We went through security where they ask you your appointment time and name. They also ask for your form and the method of payment for the day. Once checked, they look through all your bags and make you walk through a scanner. We did not have any problems on going through the scanner but a lady after us had the buzzer beeping on her turn so a male security officer used one of those magnetic (?) rods to scan her. So therefore, if you are female and not comfortable with a man scanning you (not sure if its always going to be a man) then make sure you leave your bling at home.

There was a notice on the wall that stated that they would endeavour to process all applications in 2:20hours on that day.

The usage of cellphones is not tolerated in the building.

8:40 am

Called up to an interview counter where a very nice lady looked through our application.

She basically looked at our bank statements and was satisfied that we had enough money, she looked at the marriage certificate, she looked at the IELTS English test results and then she returned everything else we put in there except for the form, my IELTS results, the marriage certificate and my spouse's British passport. Therefore! Make sure you have a good bank balance, English test results and marriage certificate.

Caution: For an FLR(M) application, the 'Life in the UK' test is not sufficient proof of English Language ability. The interview area is not very private and we overheard another case officer rejecting someone else's application as they tried to use their 'Life in the UK' test as proof of English language ability.

She then proceeded to check our status on her computer. She used our passports for this. She then excused herself and came back after a while with photocopies of the applicants passport and she returned the applicants passport and the payment form to us and told us that everything was in order and the spouse visa was granted. DONE! All completed in 10 mins.

So she kept: The form, my IELTS results, the marriage certificate and my spouse's British passport.

She then asked us to go to the payment booth and we paid GBP850 and went back to the waiting room to be called for the biometrics registration. Time on returning to waiting room: 8:50am

All in all, the application was approved and granted 10mins before the actual time of my appointment!

9:10am

Called for the biometrics registration. The lady was very polite and made lots of small talk. She requested my passport which she scanned. I was then given a piece of paper with 2 questions on it and a space to sign a declaration that I was telling the truth and that it was a criminal offence to lie on these forms.

The questions were:
Were you known by any previous names?
If you have given biometric information for any other UK visa application, where was this done?

She then proceeded to take my fingerprints and photo and she said she would check them with what they had on record. We were then asked to wait at the waiting room.
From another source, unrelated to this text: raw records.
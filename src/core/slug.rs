//! URL slugs for cuisines, restaurants, dishes and blog posts.

/// Lowercases `text` and joins its alphanumeric runs with single dashes.
///
/// Non-ASCII letters (Arabic names in particular) are kept as they are, so
/// `"مطعم الشام"` becomes `"مطعم-الشام"`.
#[must_use]
pub fn slugify(text: &str) -> String {
    let mut slug = String::with_capacity(text.len());
    let mut pending_dash = false;

    for c in text.chars() {
        if c.is_alphanumeric() {
            if pending_dash && !slug.is_empty() {
                slug.push('-');
            }
            pending_dash = false;
            slug.extend(c.to_lowercase());
        } else {
            pending_dash = true;
        }
    }
    slug
}

/// Returns the explicit slug if one was given, otherwise derives it from `name`.
///
/// The explicit slug is normalized too, so `"Grill House "` and
/// `"grill-house"` end up identical.
#[must_use]
pub fn slug_or_derive(explicit: Option<&str>, name: &str) -> String {
    match explicit.map(str::trim).filter(|s| !s.is_empty()) {
        Some(slug) => slugify(slug),
        None => slugify(name),
    }
}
Note on Biometrics Card delivery:

When we asked, the lady stated that none of the PEO's actually issue these cards. They come from a facility in Swansea where they process the biometrics cards and send them out via courier. Therefore, they are not affected by the mail system. She said to expect 7-10 working days delivery time although the website said 5-7 working days. She mentioned that at the end of the appointment on the day, I will be given a confirmation letter which has a phone number that can be used to call to inquire about the card. It is not possible to request for a quick delivery but they might be able to give a date of expected delivery.

9:15am

We went back to the waiting room and just waited. Meanwhile, the computers broke down so they were having a crises.

9:44am

A lady came up to us in the waiting room and let us know that everything was dandy and we could leave and come back to get our remaining documents and tadaa it was done!

Documents received:

- Confirmation letter
- IELTS Test form
- Marriage certificate
- Spouse's passport

_________________________________
Notice the speed of the process? Probably cause we were second in line and so we were on top of the list! Imagine if we had complicated cases before us? We would be there forever! Also, if there was no computer issues, the procedure would have been much faster.
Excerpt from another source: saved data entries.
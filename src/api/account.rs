//! Endpoints for signed-in visitors: reviews, favorites and ordering.

use super::{
    AppState,
    extractor::{JsonBody, PathParam},
    response::{ActionResponse, ApiResult, done},
};
use crate::{
    cache::{RESTAURANTS_TAG, restaurant_tag},
    core::{
        access::Actor,
        dish, favorite,
        order::{self, OrderWithItems, PlaceOrder},
        restaurant,
        review::{self, ReviewInput},
    },
    entities::{dish as dish_entity, dish_review, restaurant as restaurant_entity, restaurant_review},
    errors::Error,
};
use axum::{
    Json,
    extract::State,
};
use serde::Serialize;

async fn revalidate_restaurant(state: &AppState, restaurant_id: i64) {
    state
        .cache
        .revalidate_tags([restaurant_tag(restaurant_id), RESTAURANTS_TAG.to_string()])
        .await;
}

/// POST /api/restaurants/{slug}/reviews
pub async fn submit_restaurant_review(
    State(state): State<AppState>,
    actor: Actor,
    PathParam(slug): PathParam<String>,
    JsonBody(input): JsonBody<ReviewInput>,
) -> ApiResult<Json<ActionResponse<restaurant_review::Model>>> {
    let restaurant = restaurant::require_public_restaurant(&*state.db, &slug).await?;
    let review = review::submit_restaurant_review(&*state.db, &actor, restaurant.id, input).await?;
    revalidate_restaurant(&state, restaurant.id).await;
    Ok(done("شكراً لك! تم إضافة تقييمك", review))
}

/// PUT /api/reviews/{id}
pub async fn update_restaurant_review(
    State(state): State<AppState>,
    actor: Actor,
    PathParam(review_id): PathParam<i64>,
    JsonBody(input): JsonBody<ReviewInput>,
) -> ApiResult<Json<ActionResponse<restaurant_review::Model>>> {
    let review = review::update_restaurant_review(&*state.db, &actor, review_id, input).await?;
    revalidate_restaurant(&state, review.restaurant_id).await;
    Ok(done("تم تحديث تقييمك", review))
}

/// DELETE /api/reviews/{id}
pub async fn delete_restaurant_review(
    State(state): State<AppState>,
    actor: Actor,
    PathParam(review_id): PathParam<i64>,
) -> ApiResult<Json<ActionResponse<restaurant_entity::Model>>> {
    let restaurant = review::delete_restaurant_review(&*state.db, &actor, review_id).await?;
    revalidate_restaurant(&state, restaurant.id).await;
    Ok(done("تم حذف التقييم", restaurant))
}

/// POST /api/dishes/{id}/reviews - creates or replaces the caller's review.
pub async fn submit_dish_review(
    State(state): State<AppState>,
    actor: Actor,
    PathParam(dish_id): PathParam<i64>,
    JsonBody(input): JsonBody<ReviewInput>,
) -> ApiResult<Json<ActionResponse<dish_review::Model>>> {
    let (review, created) = review::submit_dish_review(&*state.db, &actor, dish_id, input).await?;
    if let Some(dish) = dish::get_dish_by_id(&*state.db, dish_id).await? {
        state.cache.revalidate_tag(&restaurant_tag(dish.restaurant_id)).await;
    }
    let message = if created {
        "شكراً لك! تم إضافة تقييمك"
    } else {
        "تم تحديث تقييمك"
    };
    Ok(done(message, review))
}

/// DELETE /api/dishes/reviews/{id}
pub async fn delete_dish_review(
    State(state): State<AppState>,
    actor: Actor,
    PathParam(review_id): PathParam<i64>,
) -> ApiResult<Json<ActionResponse<dish_entity::Model>>> {
    let dish = review::delete_dish_review(&*state.db, &actor, review_id).await?;
    state.cache.revalidate_tag(&restaurant_tag(dish.restaurant_id)).await;
    Ok(done("تم حذف التقييم", dish))
}

/// Whether the item is now bookmarked.
#[derive(Debug, Serialize)]
pub struct FavoriteState {
    /// `true` after adding, `false` after removing
    pub is_favorite: bool,
}

fn favorite_message(is_favorite: bool) -> &'static str {
    if is_favorite {
        "تمت الإضافة إلى المفضلة"
    } else {
        "تمت الإزالة من المفضلة"
    }
}

/// POST /api/favorites/dishes/{id}
pub async fn toggle_favorite_dish(
    State(state): State<AppState>,
    actor: Actor,
    PathParam(dish_id): PathParam<i64>,
) -> ApiResult<Json<ActionResponse<FavoriteState>>> {
    let is_favorite = favorite::toggle_favorite_dish(&*state.db, &actor.user_id, dish_id).await?;
    Ok(done(favorite_message(is_favorite), FavoriteState { is_favorite }))
}

/// POST /api/favorites/restaurants/{id}
pub async fn toggle_favorite_restaurant(
    State(state): State<AppState>,
    actor: Actor,
    PathParam(restaurant_id): PathParam<i64>,
) -> ApiResult<Json<ActionResponse<FavoriteState>>> {
    let is_favorite =
        favorite::toggle_favorite_restaurant(&*state.db, &actor.user_id, restaurant_id).await?;
    Ok(done(favorite_message(is_favorite), FavoriteState { is_favorite }))
}

/// GET /api/favorites/dishes/{id}
pub async fn favorite_dish_status(
    State(state): State<AppState>,
    actor: Actor,
    PathParam(dish_id): PathParam<i64>,
) -> ApiResult<Json<FavoriteState>> {
    let is_favorite = favorite::is_favorite_dish(&*state.db, &actor.user_id, dish_id).await?;
    Ok(Json(FavoriteState { is_favorite }))
}

/// GET /api/favorites/restaurants/{id}
pub async fn favorite_restaurant_status(
    State(state): State<AppState>,
    actor: Actor,
    PathParam(restaurant_id): PathParam<i64>,
) -> ApiResult<Json<FavoriteState>> {
    let is_favorite =
        favorite::is_favorite_restaurant(&*state.db, &actor.user_id, restaurant_id).await?;
    Ok(Json(FavoriteState { is_favorite }))
}

/// The caller's bookmarks.
#[derive(Debug, Serialize)]
pub struct Favorites {
    /// Favorite dishes, newest first
    pub dishes: Vec<dish_entity::Model>,
    /// Favorite restaurants, newest first
    pub restaurants: Vec<restaurant_entity::Model>,
}

/// GET /api/favorites
pub async fn list_favorites(
    State(state): State<AppState>,
    actor: Actor,
) -> ApiResult<Json<Favorites>> {
    Ok(Json(Favorites {
        dishes: favorite::list_favorite_dishes(&*state.db, &actor.user_id).await?,
        restaurants: favorite::list_favorite_restaurants(&*state.db, &actor.user_id).await?,
    }))
}

/// POST /api/restaurants/{slug}/orders
pub async fn place_order(
    State(state): State<AppState>,
    actor: Actor,
    PathParam(slug): PathParam<String>,
    JsonBody(input): JsonBody<PlaceOrder>,
) -> ApiResult<Json<ActionResponse<OrderWithItems>>> {
    let restaurant = restaurant::get_public_restaurant(&*state.db, &slug)
        .await?
        .ok_or_else(|| Error::not_found("restaurant", &slug))?;
    let placed = order::place_order(
        &*state.db,
        restaurant.id,
        Some(&actor.user_id),
        input,
        state.config.orders.tax_rate,
    )
    .await?;
    Ok(done("تم إرسال طلبك بنجاح", placed))
}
We did take a little bag with other documents to prove our relationship... etc if it was needed. However, it was unnecessary. Basically, most of that was proven in the application for fiancee visa. A fiancee visa is granted based on relationship and intention of marriage. Once it is granted, it is expected that you will get married and change visa. Since that is already expected, they don't ask many questions or require too much evidence since all they really want to know is 'have you gotten married.'

Travel on a fiancee visa:

Basically I went through the PEO cause of travel requirements. I needed to travel and there would be hassle at the borders if I came back in on a fiancee visa, after the marriage has taken place. This is because the fiancee visa, although multiple entry, is granted as a settlement visa and you are meant to come to the UK, get married and change visa as an indication that you are serious about staying here with your spouse. The visa is basically meant for you to get married and change to the spouse visa. Therefore, after the civil ceremony, you should not travel overseas on a fiancee visa without getting a spouse visa as there will be issues at immigration when you return. All travel should be BEFORE the marriage ceremony.


----------



## Joppa (Sep 7, 2009)

Many thanks for your informative post on your experience. It's always good to hear from a first-hand experience. Yes, FLR(M) is a pretty fast procedure as most of the scrutiny has been done when applying for fiancé(e) visa, and they just want confirmation of marriage and adequate maintenance. Interesting comment about English ability. It's true that Life in the UK test alone isn't sufficient, but it's all stated on the website so it's no excuse. 

Solihull is one of the two busiest PEOs in UK (the other is Sheffield), but available appointment slots vary by the type of application (FLR, ILR, single or multi-application with dependants etc).

Wise words about travel restriction on fiancé(e) visa! In fact, you have no right of (re)entry on your fiancé(e) visa if marriage has already taken place, and you can be denied entry and put on the next flight back to where you came from. So don't leave UK for honeymoon etc without FLR plus biometric residence permit.


----------